Housemates Justin and Sophie pose in front of the meal they made.

 

Wax Girl and For Free? line up for dinner.

 

19:15

By this time probably forty people have shown up, enough to get the gig sounding. The sun is at the horizon, and warm light encrusts the beginning of our evening. To the delight of many, For Free? started the night with a Car Seat Headrest cover, and rolled away with sweet tunes.

Fanclub’s biggest rule is to have fun, but as a person responsible for both the club and my house, I had a lot of working around to do. Cars double parked in the active driveway, friends asking me to use the bathroom (and foes too), the absence of a trash can.

This didn’t stop me and a growing crowd from rocking to the group’s untested vocals and familiar alternative rock sound. Their set gave a flourish to Jack’s basslines and Ben’s guitar. They played with a voracious energy that induced the audience to stay bursting for music through the rest of the night.

 

The audience waits around between sets.

 

20:00

Wax Girl steps up to the stage. I’m ecstatic: their soundcheck was good. They played their edgy cards deftly with a lively response from our ragtag crowd of punks and hippies. The drummer, Quinn, and the lead singer, Santiago, engaged in a habit of hitting their vapes during the set, bristling with romantic tension. They had brief pauses in their set which threw off the musical flow in face of addiction, the rush of coalescing delinquency on stage supporting their rock and roll aesthetic.
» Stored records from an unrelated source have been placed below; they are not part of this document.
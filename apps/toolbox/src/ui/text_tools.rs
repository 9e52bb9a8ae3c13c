use dioxus::prelude::*;

use crate::services::text::{stats, Transform};
use crate::ui::layout::{Tool, ToolFrame};
use crate::ui::widgets::{CopyButton, InlineError, Panel, INPUT_CLASS, SECONDARY_BUTTON_CLASS};

#[component]
pub fn TextToolsPanel() -> Element {
    let mut input = use_signal(String::new);
    let mut output = use_signal(String::new);
    let mut error = use_signal(|| None::<String>);

    let summary = stats(&input.read());

    rsx! {
        ToolFrame { tool: Tool::Text,
            Panel { title: "Input".to_string(),
                textarea {
                    class: "{INPUT_CLASS} h-40 font-mono",
                    value: "{input}",
                    oninput: move |evt| input.set(evt.value()),
                }
                div { class: "flex flex-wrap gap-3 text-[11px] text-slate-500",
                    span { "{summary.characters} characters" }
                    span { "{summary.characters_no_spaces} without spaces" }
                    span { "{summary.words} words" }
                    span { "{summary.lines} lines" }
                    span { "{summary.sentences} sentences" }
                    span { "{summary.paragraphs} paragraphs" }
                }
            }

            Panel { title: "Transform".to_string(),
                div { class: "flex flex-wrap gap-2",
                    for transform in Transform::ALL {
                        button {
                            key: "{transform.label()}",
                            class: SECONDARY_BUTTON_CLASS,
                            onclick: move |_| match transform.apply(&input.read()) {
                                Ok(result) => {
                                    output.set(result);
                                    error.set(None);
                                }
                                Err(err) => error.set(Some(err.to_string())),
                            },
                            "{transform.label()}"
                        }
                    }
                }
                InlineError { message: error() }
            }

            Panel { title: "Output".to_string(),
                textarea { class: "{INPUT_CLASS} h-40 font-mono", readonly: true, value: "{output}" }
                div { class: "flex gap-2",
                    CopyButton { label: "Output".to_string(), text: output() }
                    button {
                        class: SECONDARY_BUTTON_CLASS,
                        disabled: output.read().is_empty(),
                        onclick: move |_| input.set(output()),
                        "Use as input"
                    }
                }
            }
        }
    }
}
use regex::{Regex, RegexBuilder};
use thiserror::Error;

#[derive(Debug, Error)]
pub enum RegexError {
    #[error("{0}")]
    Compile(#[from] regex::Error),
    #[error("unknown flag `{0}`")]
    UnknownFlag(char),
}

#[derive(Clone, Copy, Debug, Default, PartialEq, Eq)]
pub struct RegexFlags {
    pub global: bool,
    pub case_insensitive: bool,
    pub multi_line: bool,
    pub dot_all: bool,
    pub extended: bool,
}

impl RegexFlags {
    /// Parses a flag string such as `gim`.
    pub fn parse(flags: &str) -> Result<Self, RegexError> {
        let mut parsed = Self::default();
        for flag in flags.chars() {
            match flag {
                'g' => parsed.global = true,
                'i' => parsed.case_insensitive = true,
                'm' => parsed.multi_line = true,
                's' => parsed.dot_all = true,
                'x' => parsed.extended = true,
                other => return Err(RegexError::UnknownFlag(other)),
            }
        }
        Ok(parsed)
    }

    pub fn as_string(&self) -> String {
        [
            (self.global, 'g'),
            (self.case_insensitive, 'i'),
            (self.multi_line, 'm'),
            (self.dot_all, 's'),
            (self.extended, 'x'),
        ]
        .into_iter()
        .filter_map(|(on, flag)| on.then_some(flag))
        .collect()
    }
}

#[derive(Clone, Debug, PartialEq, Eq)]
pub struct CaptureGroup {
    pub index: usize,
    pub name: Option<String>,
    pub value: Option<String>,
}

#[derive(Clone, Debug, PartialEq, Eq)]
pub struct MatchInfo {
    pub text: String,
    /// Character (not byte) offset into the subject.
    pub index: usize,
    pub groups: Vec<CaptureGroup>,
}

#[derive(Clone, Debug, PartialEq, Eq)]
pub struct TestOutcome {
    pub matches: Vec<MatchInfo>,
    pub replaced: Option<String>,
}

pub fn compile(pattern: &str, flags: RegexFlags) -> Result<Regex, RegexError> {
    Ok(RegexBuilder::new(pattern)
        .case_insensitive(flags.case_insensitive)
        .multi_line(flags.multi_line)
        .dot_matches_new_line(flags.dot_all)
        .ignore_whitespace(flags.extended)
        .build()?)
}

/// Without the `g` flag only the first match is reported and replaced.
pub fn run(
    pattern: &str,
    flags: RegexFlags,
    subject: &str,
    replacement: Option<&str>,
) -> Result<TestOutcome, RegexError> {
    let regex = compile(pattern, flags)?;
    let names: Vec<Option<&str>> = regex.capture_names().collect();
    let limit = if flags.global { usize::MAX } else { 1 };

    let matches = regex
        .captures_iter(subject)
        .take(limit)
        .filter_map(|captures| {
            let whole = captures.get(0)?;
            let groups = names
                .iter()
                .enumerate()
                .skip(1)
                .map(|(index, name)| CaptureGroup {
                    index,
                    name: name.map(str::to_string),
                    value: captures.get(index).map(|m| m.as_str().to_string()),
                })
                .collect();
            Some(MatchInfo {
                text: whole.as_str().to_string(),
                index: subject[..whole.start()].chars().count(),
                groups,
            })
        })
        .collect();

    let replaced = replacement.map(|with| {
        if flags.global {
            regex.replace_all(subject, with).into_owned()
        } else {
            regex.replace(subject, with).into_owned()
        }
    });

    Ok(TestOutcome { matches, replaced })
}

#[cfg(test)]
mod tests {
    use super::*;

    fn flags(value: &str) -> RegexFlags {
        RegexFlags::parse(value).unwrap()
    }

    #[test]
    fn global_digits() {
        let outcome = run(r"\d+", flags("g"), "a1b22c333", None).unwrap();
        let found: Vec<(&str, usize)> = outcome
            .matches
            .iter()
            .map(|m| (m.text.as_str(), m.index))
            .collect();
        assert_eq!(found, vec![("1", 1), ("22", 3), ("333", 6)]);
    }

    #[test]
    fn without_global_only_first_match() {
        let outcome = run(r"\d+", flags(""), "a1b22", Some("#")).unwrap();
        assert_eq!(outcome.matches.len(), 1);
        assert_eq!(outcome.replaced.as_deref(), Some("a#b22"));
    }

    #[test]
    fn named_and_numbered_groups() {
        let outcome = run(
            r"(?P<key>\w+)=(\d+)?",
            flags("g"),
            "a=1 b=",
            Some("${key}:$2"),
        )
        .unwrap();
        let first = &outcome.matches[0];
        assert_eq!(first.groups[0].name.as_deref(), Some("key"));
        assert_eq!(first.groups[0].value.as_deref(), Some("a"));
        assert_eq!(first.groups[1].index, 2);
        assert_eq!(outcome.matches[1].groups[1].value, None);
        assert_eq!(outcome.replaced.as_deref(), Some("a:1 b:"));
    }

    #[test]
    fn flags_change_matching() {
        assert!(run("abc", flags("g"), "ABC", None).unwrap().matches.is_empty());
        assert_eq!(run("abc", flags("gi"), "ABC", None).unwrap().matches.len(), 1);
        assert_eq!(run("^b", flags("gm"), "a\nb", None).unwrap().matches.len(), 1);
        assert_eq!(run("a.b", flags("s"), "a\nb", None).unwrap().matches.len(), 1);
        assert_eq!(run("a b # comment", flags("x"), "ab", None).unwrap().matches.len(), 1);
    }

    #[test]
    fn index_counts_characters() {
        let outcome = run("x", flags("g"), "ééx", None).unwrap();
        assert_eq!(outcome.matches[0].index, 2);
    }

    #[test]
    fn errors_are_reported() {
        assert!(matches!(run("(", flags(""), "", None), Err(RegexError::Compile(_))));
        assert!(matches!(RegexFlags::parse("gz"), Err(RegexError::UnknownFlag('z'))));
        assert_eq!(flags("xig").as_string(), "gix");
    }
}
For shoegaze, a genre where vocals are usually spacey and in the background for most of the song, I was excited for the appeal of Santiago’s range. I had him turned up a bit because his ability to hit both low and high notes in succession during soundcheck was astonishing. Unfortunately, his inflective power seemed to have decreased in the limelight, ruining the set for some concert-goers. 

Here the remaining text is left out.